Ce pèlerinage pour le relèvement de la France et de l’Europe égrenait à l’occidentale chapelets, suppliques et méditations. Il portait aussi les intentions particulières confiées aux pèlerins ainsi que leurs remerciements gracieux envers leurs hôtes d’étapes. Or le caractère continu de cette litanie ambulante lui conférait quelques aspects de la démarche orientale, mettant en pratique cette parole de l’Apôtre: ” il faut prier sans cesse”( I Thess. 5, 17 ). Certes elle ne revêtait pas dans sa forme verbale la simplicité de la “prière de Jésus” que ‘ruminent’ les pèlerins orthodoxes, mais elle en illustrait l’esprit d’invocation continuelle et ininterrompue de la seigneurie de Jésus par les lèvres , le cœur et l’intelligence, dans le sentiment de sa présence en tout temps et en tout lieu. En quelque sorte ce pèlerinage respirait avec les “deux poumons” de la Chrétienté d’Europe, unissant, selon la recom-mandation de Jean-Paul II, la diversité occidentale à la continuité orientale.
Comme “nous ne savons pas ce qu’il faut demander” (Rom. 8, 26), seule sa fréquence est laissée à notre initiative pour atteindre la “pureté de prière qui est la mère de tout bien spirituel”(Cf. Récits d’un pèlerin russe ), à ceci près que l’Apôtre recommande de nous y tenir “sans cesse”. Comme elle doit demeurer ” intérieure et spirituelle”(Saint Dimitri de Rostov ), nul aspect quantitatif ne sied donc à cette prière, ni volume sonore, ni précipitation hâtive. Elle doit d’abord être une écoute de la parole du Seigneur: souvenons-nous donc du prophète Élie sur la montagne de l’Horeb, il ne perçoit Dieu ni dans l’ouragan ni dans le tremblement de terre mais bien dans la “brise légère”(I Rs 19, 11-12). Quant au rythme seul convient celui d’une psalmodie paisible et joyeuse.

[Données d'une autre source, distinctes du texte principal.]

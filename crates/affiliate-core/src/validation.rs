//! Draft validation for admin and public writes.
//!
//! Field-local rules come from the `validator` derives on the draft types.
//! This module adds the rules that need configuration or the clock, and
//! folds everything into one [`ValidationError`] keyed by field name.

use std::collections::{BTreeMap, BTreeSet};

use affiliate_types::lists::normalize;
use affiliate_types::{
    AffiliateDetailsDraft, BannerDraft, BulkOfferEdit, MasterDataDraft, NetworkDraft,
    NetworkRequestDraft, OfferDraft, RotationDraft,
};
use chrono::{DateTime, Utc};
use rust_decimal::Decimal;
use serde::Serialize;
use validator::Validate;

use crate::config::PlacementConfig;

/// One or more fields of a draft are invalid.
#[derive(Debug, Clone, Default, PartialEq, Eq, Serialize, thiserror::Error)]
#[error("validation failed")]
pub struct ValidationError {
    /// Messages per offending field.
    pub fields: BTreeMap<String, Vec<String>>,
}

impl ValidationError {
    /// Record `message` against `field`.
    pub fn add(&mut self, field: &str, message: impl Into<String>) {
        self.fields
            .entry(field.to_owned())
            .or_default()
            .push(message.into());
    }

    /// Return true when nothing has been recorded.
    pub fn is_empty(&self) -> bool {
        self.fields.is_empty()
    }

    /// `Ok(())` when empty, otherwise `Err(self)`.
    pub fn into_result(self) -> Result<(), Self> {
        if self.is_empty() { Ok(()) } else { Err(self) }
    }

    /// Flatten into `field: message` lines, in field order.
    pub fn messages(&self) -> Vec<String> {
        self.fields
            .iter()
            .flat_map(|(field, msgs)| msgs.iter().map(move |m| format!("{field}: {m}")))
            .collect()
    }

    fn merge_derived(&mut self, derived: Result<(), validator::ValidationErrors>) {
        if let Err(errors) = derived {
            for (field, list) in errors.field_errors() {
                for err in list {
                    let message = err
                        .message
                        .as_ref()
                        .map_or_else(|| format!("invalid {field} ({})", err.code), ToString::to_string);
                    self.add(&field, message);
                }
            }
        }
    }
}

impl From<validator::ValidationErrors> for ValidationError {
    fn from(errors: validator::ValidationErrors) -> Self {
        let mut out = Self::default();
        out.merge_derived(Err(errors));
        out
    }
}

/// Normalize and validate a banner draft.
pub fn validate_banner(draft: &mut BannerDraft, now: DateTime<Utc>) -> Result<(), ValidationError> {
    draft.links = normalize(draft.links.iter());
    draft.title = draft
        .title
        .take()
        .map(|t| t.trim().to_owned())
        .filter(|t| !t.is_empty());
    draft.image_url = draft.image_url.trim().to_owned();
    let mut seen = BTreeSet::new();
    draft.sections.retain(|s| seen.insert(*s));

    let mut errors = ValidationError::default();
    errors.merge_derived(draft.validate());
    check_future(&mut errors, draft.expires_at, now);
    errors.into_result()
}

/// Validate a rotation draft against the configured limits.
///
/// Member existence is checked by the caller against the store.
pub fn validate_rotation(
    draft: &mut RotationDraft,
    limits: &PlacementConfig,
    now: DateTime<Utc>,
) -> Result<(), ValidationError> {
    draft.name = draft.name.trim().to_owned();

    let mut errors = ValidationError::default();
    errors.merge_derived(draft.validate());

    let count = draft.banner_ids.len();
    if count < limits.min_rotation_members || count > limits.max_rotation_members {
        errors.add(
            "banner_ids",
            format!(
                "a rotation needs between {} and {} banners",
                limits.min_rotation_members, limits.max_rotation_members
            ),
        );
    }
    let unique: BTreeSet<_> = draft.banner_ids.iter().collect();
    if unique.len() != count {
        errors.add("banner_ids", "a banner may appear only once in a rotation");
    }

    let interval = draft.rotation_duration_ms;
    if interval < limits.min_interval_ms || interval > limits.max_interval_ms {
        errors.add(
            "rotation_duration_ms",
            format!(
                "interval must be between {} and {} ms",
                limits.min_interval_ms, limits.max_interval_ms
            ),
        );
    }

    check_future(&mut errors, draft.expires_at, now);
    errors.into_result()
}

/// Normalize and validate a network draft.
pub fn validate_network(draft: &mut NetworkDraft) -> Result<(), ValidationError> {
    draft.normalize();
    let mut errors = ValidationError::default();
    errors.merge_derived(draft.validate());
    if let Some(rating) = draft.rating
        && (rating < Decimal::ZERO || rating > Decimal::from(5))
    {
        errors.add("rating", "rating must be between 0 and 5");
    }
    if draft.minimum_payout.is_some_and(|p| p < Decimal::ZERO) {
        errors.add("minimum_payout", "minimum_payout must not be negative");
    }
    errors.into_result()
}

/// Normalize and validate an offer draft.
pub fn validate_offer(draft: &mut OfferDraft) -> Result<(), ValidationError> {
    draft.normalize();
    let mut errors = ValidationError::default();
    errors.merge_derived(draft.validate());
    if draft.payout.is_some_and(|p| p < Decimal::ZERO) {
        errors.add("payout", "payout must not be negative");
    }
    errors.into_result()
}

/// Validate a master data value.
pub fn validate_master_data(draft: &mut MasterDataDraft) -> Result<(), ValidationError> {
    draft.value = draft.value.trim().to_owned();
    let mut errors = ValidationError::default();
    errors.merge_derived(draft.validate());
    errors.into_result()
}

/// Validate a public network join request.
pub fn validate_network_request(draft: &mut NetworkRequestDraft) -> Result<(), ValidationError> {
    draft.network_name = draft.network_name.trim().to_owned();
    draft.contact_email = draft.contact_email.trim().to_owned();
    draft.message = draft.message.trim().to_owned();
    let mut errors = ValidationError::default();
    errors.merge_derived(draft.validate());
    errors.into_result()
}

/// Validate affiliate account details.
pub fn validate_affiliate_details(draft: &AffiliateDetailsDraft) -> Result<(), ValidationError> {
    let mut errors = ValidationError::default();
    errors.merge_derived(draft.validate());
    errors.into_result()
}

/// Validate a bulk edit request.
pub fn validate_bulk_edit(edit: &BulkOfferEdit) -> Result<(), ValidationError> {
    let mut errors = ValidationError::default();
    errors.merge_derived(edit.validate());
    if edit.patch.is_empty() {
        errors.add("patch", "the patch does not change anything");
    }
    if edit.patch.payout.is_some_and(|p| p < Decimal::ZERO) {
        errors.add("patch.payout", "payout must not be negative");
    }
    errors.into_result()
}

fn check_future(errors: &mut ValidationError, expires_at: Option<DateTime<Utc>>, now: DateTime<Utc>) {
    if expires_at.is_some_and(|at| at <= now) {
        errors.add("expires_at", "expires_at must be in the future");
    }
}

#[cfg(test)]
mod tests {
    #![allow(clippy::unwrap_used, clippy::indexing_slicing, clippy::arithmetic_side_effects)]

    use affiliate_types::{BannerId, OfferPatch, Section};
    use chrono::Duration;

    use super::*;

    fn rotation(ids: Vec<BannerId>, interval: u64) -> RotationDraft {
        RotationDraft {
            name: " Summer ".to_owned(),
            banner_ids: ids,
            section: Section::Top,
            rotation_duration_ms: interval,
            expires_at: None,
        }
    }

    #[test]
    fn rotation_size_and_interval_bounds() {
        let limits = PlacementConfig::default();
        let now = Utc::now();

        let mut ok = rotation(vec![BannerId::new(), BannerId::new()], 1000);
        assert!(validate_rotation(&mut ok, &limits, now).is_ok());
        assert_eq!(ok.name, "Summer");

        let mut one = rotation(vec![BannerId::new()], 1000);
        let err = validate_rotation(&mut one, &limits, now).unwrap_err();
        assert!(err.fields.contains_key("banner_ids"));

        let six = (0..6).map(|_| BannerId::new()).collect();
        assert!(validate_rotation(&mut rotation(six, 1000), &limits, now).is_err());

        let mut fast = rotation(vec![BannerId::new(), BannerId::new()], 10);
        let err = validate_rotation(&mut fast, &limits, now).unwrap_err();
        assert!(err.fields.contains_key("rotation_duration_ms"));
    }

    #[test]
    fn rotation_rejects_duplicates_and_past_expiry() {
        let id = BannerId::new();
        let mut draft = rotation(vec![id, id], 2000);
        draft.expires_at = Some(Utc::now() - Duration::hours(1));
        let err = validate_rotation(&mut draft, &PlacementConfig::default(), Utc::now()).unwrap_err();
        assert!(err.fields.contains_key("banner_ids"));
        assert!(err.fields.contains_key("expires_at"));
    }

    #[test]
    fn banner_sections_are_deduplicated_before_checks() {
        let mut draft = BannerDraft {
            title: Some("  ".to_owned()),
            image_url: " https://cdn.example.com/x.png ".to_owned(),
            links: vec!["https://a.example.com".to_owned(), "https://a.example.com".to_owned()],
            sections: vec![Section::Top, Section::Top],
            expires_at: None,
        };
        assert!(validate_banner(&mut draft, Utc::now()).is_ok());
        assert_eq!(draft.sections, vec![Section::Top]);
        assert_eq!(draft.links.len(), 1);
        assert!(draft.title.is_none());
    }

    #[test]
    fn network_rating_range() {
        let mut draft = NetworkDraft {
            name: "Acme".to_owned(),
            rating: Some(Decimal::from(7)),
            ..NetworkDraft::default()
        };
        let err = validate_network(&mut draft).unwrap_err();
        assert_eq!(err.fields["rating"], vec!["rating must be between 0 and 5".to_owned()]);
    }

    #[test]
    fn offer_messages_flatten_with_field_names() {
        let mut draft = OfferDraft {
            name: String::new(),
            payout: Some(Decimal::from(-1)),
            ..OfferDraft::default()
        };
        let err = validate_offer(&mut draft).unwrap_err();
        let messages = err.messages();
        assert!(messages.contains(&"name: name must be 1-200 characters".to_owned()));
        assert!(messages.contains(&"payout: payout must not be negative".to_owned()));
    }

    #[test]
    fn empty_bulk_patch_is_rejected() {
        let edit = BulkOfferEdit {
            ids: vec![affiliate_types::OfferId::new()],
            patch: OfferPatch::default(),
        };
        let err = validate_bulk_edit(&edit).unwrap_err();
        assert!(err.fields.contains_key("patch"));
    }
}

La paix et la joie sont bien les marques tangibles de toute véritable progression sur la voie de la sainteté et elles demeurent les critères les plus probants de ce que notre attachement à une valeur dite “sacrée” ne dissimule aucune violence sous-jacente, mais s’avère plutôt une exigence d’effacement de notre “moi” aux antipodes de toute contrainte d’autrui. Nous les trouvons aussi bien chez un saint François que chez les moines orthodoxes du Mont-Athos se reconnaissant eux-mêmes comme des “hommes qui ne parlent presque pas, mais sont tous unis, confondus dans une aspiration commune au bien, à l’harmonie, à la joie généreuse de s’être consacré à Dieu et à leurs frères.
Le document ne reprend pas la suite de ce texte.